Proportion
St. Ives had always felt at home in Captain Powers’ shop, although he would have been in a hard way to say just how. His own home — the home of his childhood — hadn’t resembled it in the slightest. His parents had prided themselves in being modern, and would brook no tobacco or liquor. His father had written a treatise on palsy, linking the disease to the consumption of meat, and for three years no meat crossed the threshold. It was a poison, an abomination, carrion — like eating broiled dirt, said his father. And tobacco: his father wuold shudder at the mention of the word. St. Ives could remember him standing atop a crate beneath a leafless oak, he couldn’t say just where — St. James Park, perhaps — shouting at an indifferent croud about the evils of general intemperance.

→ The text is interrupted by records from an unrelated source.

//! Read-only email routes
//!
//! Three endpoints over one folder-scoped mailbox: list, search, read. All
//! of them run behind the auth gateway and consume the `RequestContext` it
//! bound. Responses are plain JSON with presentation already applied —
//! formatted senders, shortened timestamps, tag-stripped bodies.

use std::sync::Arc;
use std::time::Instant;

use axum::Json;
use axum::extract::{Extension, Path, Query, State};
use graph_auth::TokenManager;
use graph_mail::{MailClient, RequestContext, SearchEngine, SearchQuery, resolve_folder};
use metrics_exporter_prometheus::PrometheusHandle;
use serde::Deserialize;
use serde_json::{Value, json};

use crate::error::ApiError;
use crate::format::{format_email_address, format_received, format_recipients, strip_html};

/// Largest page a caller may request in one call
const MAX_COUNT: usize = 50;

/// Shared application state, constructed once in `main`.
#[derive(Clone)]
pub struct AppState {
    pub tokens: Arc<TokenManager>,
    pub mail: MailClient,
    pub search: Arc<SearchEngine>,
    pub list_fields: String,
    pub detail_fields: String,
    pub started_at: Instant,
    pub prometheus: PrometheusHandle,
}

fn default_folder() -> String {
    "inbox".to_owned()
}

fn default_count() -> usize {
    10
}

fn clamp_count(count: usize) -> usize {
    count.clamp(1, MAX_COUNT)
}

#[derive(Debug, Deserialize)]
pub struct ListParams {
    #[serde(default = "default_folder")]
    pub folder: String,
    #[serde(default = "default_count")]
    pub count: usize,
}

/// GET /emails — most recent messages in a folder.
pub async fn list_emails(
    State(state): State<AppState>,
    Extension(ctx): Extension<RequestContext>,
    Query(params): Query<ListParams>,
) -> Result<Json<Value>, ApiError> {
    let count = clamp_count(params.count);
    let endpoint = resolve_folder(&state.mail, &ctx, &params.folder).await;

    let query = vec![
        ("$top".to_owned(), count.to_string()),
        ("$orderby".to_owned(), "receivedDateTime desc".to_owned()),
        ("$select".to_owned(), state.list_fields.clone()),
    ];
    let emails = state.mail.get_paginated(&ctx, &endpoint, count, &query).await?;

    Ok(Json(json!({
        "folder": params.folder,
        "count": emails.len(),
        "emails": emails.iter().map(email_summary).collect::<Vec<_>>(),
    })))
}

#[derive(Debug, Deserialize)]
pub struct SearchParams {
    pub query: Option<String>,
    pub subject: Option<String>,
    pub from: Option<String>,
    pub has_attachments: Option<bool>,
    pub unread_only: Option<bool>,
    #[serde(default = "default_folder")]
    pub folder: String,
    #[serde(default = "default_count")]
    pub count: usize,
}

/// GET /emails/search — tiered search; the response names the tier that
/// produced the result.
pub async fn search_emails(
    State(state): State<AppState>,
    Extension(ctx): Extension<RequestContext>,
    Query(params): Query<SearchParams>,
) -> Result<Json<Value>, ApiError> {
    let count = clamp_count(params.count);
    let endpoint = resolve_folder(&state.mail, &ctx, &params.folder).await;

    let query = SearchQuery {
        query: params.query,
        subject: params.subject,
        from: params.from,
        has_attachments: params.has_attachments,
        unread_only: params.unread_only,
    };
    let outcome = state.search.search(&ctx, &endpoint, &query, count).await?;

    Ok(Json(json!({
        "folder": params.folder,
        "strategy": outcome.strategy.label(),
        "count": outcome.items.len(),
        "emails": outcome.items.iter().map(email_summary).collect::<Vec<_>>(),
    })))
}

/// GET /emails/{id} — full message content.
pub async fn read_email(
    State(state): State<AppState>,
    Extension(ctx): Extension<RequestContext>,
    Path(email_id): Path<String>,
) -> Result<Json<Value>, ApiError> {
    if email_id.trim().is_empty() {
        return Err(ApiError::bad_request("Email ID is required."));
    }

    let email = state
        .mail
        .get(
            &ctx,
            &format!("me/messages/{email_id}"),
            &[("$select".to_owned(), state.detail_fields.clone())],
        )
        .await?;

    let body_obj = &email["body"];
    let body = if body_obj["contentType"] == "html" {
        strip_html(body_obj["content"].as_str().unwrap_or(""))
    } else {
        body_obj["content"]
            .as_str()
            .or_else(|| email["bodyPreview"].as_str())
            .unwrap_or("")
            .to_owned()
    };

    let mut detail = serde_json::Map::new();
    detail.insert("id".into(), email["id"].clone());
    detail.insert(
        "from".into(),
        json!(format_email_address(&email["from"])),
    );
    detail.insert(
        "to".into(),
        json!(format_recipients(email["toRecipients"].as_array())),
    );
    let cc = format_recipients(email["ccRecipients"].as_array());
    if cc != "None" {
        detail.insert("cc".into(), json!(cc));
    }
    let bcc = format_recipients(email["bccRecipients"].as_array());
    if bcc != "None" {
        detail.insert("bcc".into(), json!(bcc));
    }
    detail.insert("subject".into(), json!(subject_of(&email)));
    detail.insert(
        "date".into(),
        json!(format_received(email["receivedDateTime"].as_str().unwrap_or(""))),
    );
    detail.insert(
        "importance".into(),
        json!(email["importance"].as_str().unwrap_or("normal")),
    );
    detail.insert(
        "has_attachments".into(),
        json!(email["hasAttachments"].as_bool().unwrap_or(false)),
    );
    detail.insert("body".into(), json!(body));

    Ok(Json(Value::Object(detail)))
}

fn subject_of(email: &Value) -> &str {
    email["subject"].as_str().unwrap_or("(no subject)")
}

/// Summary projection shared by list and search responses.
fn email_summary(email: &Value) -> Value {
    json!({
        "id": email["id"],
        "subject": subject_of(email),
        "from": format_email_address(&email["from"]),
        "received": format_received(email["receivedDateTime"].as_str().unwrap_or("")),
        "unread": !email["isRead"].as_bool().unwrap_or(false),
        "has_attachments": email["hasAttachments"].as_bool().unwrap_or(false),
    })
}
//! Per-request execution context
//!
//! The gateway middleware resolves the caller's token once per request and
//! binds it here; handlers hand the context to `MailClient`, which reads the
//! bearer from it. The token therefore never travels through handler
//! signatures, and a context that was never bound fails closed with
//! `AuthMissing`.

use std::fmt;

use crate::error::{Error, Result};

/// Identity and bearer token for the request being served.
///
/// Cheap to clone; lives in axum request extensions for the duration of one
/// call and is dropped with it.
#[derive(Clone, Default)]
pub struct RequestContext {
    user_id: Option<String>,
    bearer: Option<String>,
}

impl RequestContext {
    /// A context with no caller bound — every mailbox call through it fails
    /// with `AuthMissing`.
    pub fn unbound() -> Self {
        Self::default()
    }

    /// Bind a resolved caller identity and access token.
    pub fn bind(user_id: impl Into<String>, bearer: impl Into<String>) -> Self {
        Self {
            user_id: Some(user_id.into()),
            bearer: Some(bearer.into()),
        }
    }

    /// The bearer token for outbound mailbox calls.
    pub fn bearer(&self) -> Result<&str> {
        self.bearer.as_deref().ok_or(Error::AuthMissing)
    }

    /// The caller identity, when bound (for logging only).
    pub fn user_id(&self) -> Option<&str> {
        self.user_id.as_deref()
    }
}

impl fmt::Debug for RequestContext {
    fn fmt(&self, f: &mut fmt::Formatter<'_>) -> fmt::Result {
        f.debug_struct("RequestContext")
            .field("user_id", &self.user_id)
            .field("bearer", &self.bearer.as_ref().map(|_| "[REDACTED]"))
            .finish()
    }
}
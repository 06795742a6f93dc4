//! Microsoft identity platform constants
//!
//! The provider discriminator and token endpoint shape are fixed: this
//! gateway mediates exactly one provider. Client id/secret are deployment
//! configuration, not constants — see `ProviderConfig`.

/// Provider discriminator on credential rows (distinguishes from other
/// integrations sharing the same table)
pub const PROVIDER: &str = "microsoft";

/// Tenant used when none is configured ("common" accepts any directory)
pub const DEFAULT_TENANT: &str = "common";

/// Scopes requested on every refresh grant.
/// `offline_access` keeps the refresh token alive; the rest are the
/// read-only mailbox permissions this service needs.
pub const REFRESH_SCOPES: &str = "offline_access User.Read Mail.Read";

/// Remaining lifetime below which a stored access token is refreshed
/// before use
pub const REFRESH_WINDOW_SECS: i64 = 300;

/// Assumed access token lifetime when the token response omits
/// `expires_in` (Microsoft issues one-hour tokens)
pub const DEFAULT_EXPIRES_IN_SECS: i64 = 3600;

/// Per-call timeout for token endpoint requests
pub const REFRESH_TIMEOUT_SECS: u64 = 30;

/// Token endpoint for the given tenant.
pub fn token_endpoint(tenant: &str) -> String {
    format!("https://login.microsoftonline.com/{tenant}/oauth2/v2.0/token")
}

His theories had declined from the scientific to the mystical and then into gibberish, and now he wrote papers still, sometimes in verse, from the confines of a comfortable, barred cellar in north Kent. St. Ives had decided by the time he was twelve that intemperance in the pleasures of the senses was, in the main, less ruinous than was intemperance along more abstract lines. Nothing, it seemed to him, was worth losing your sense of proportion and humor over, least of all a steak pie, a pint of ale, and a pipe of latakia (James P. Blaylock, Homunculus, pp. 22-23).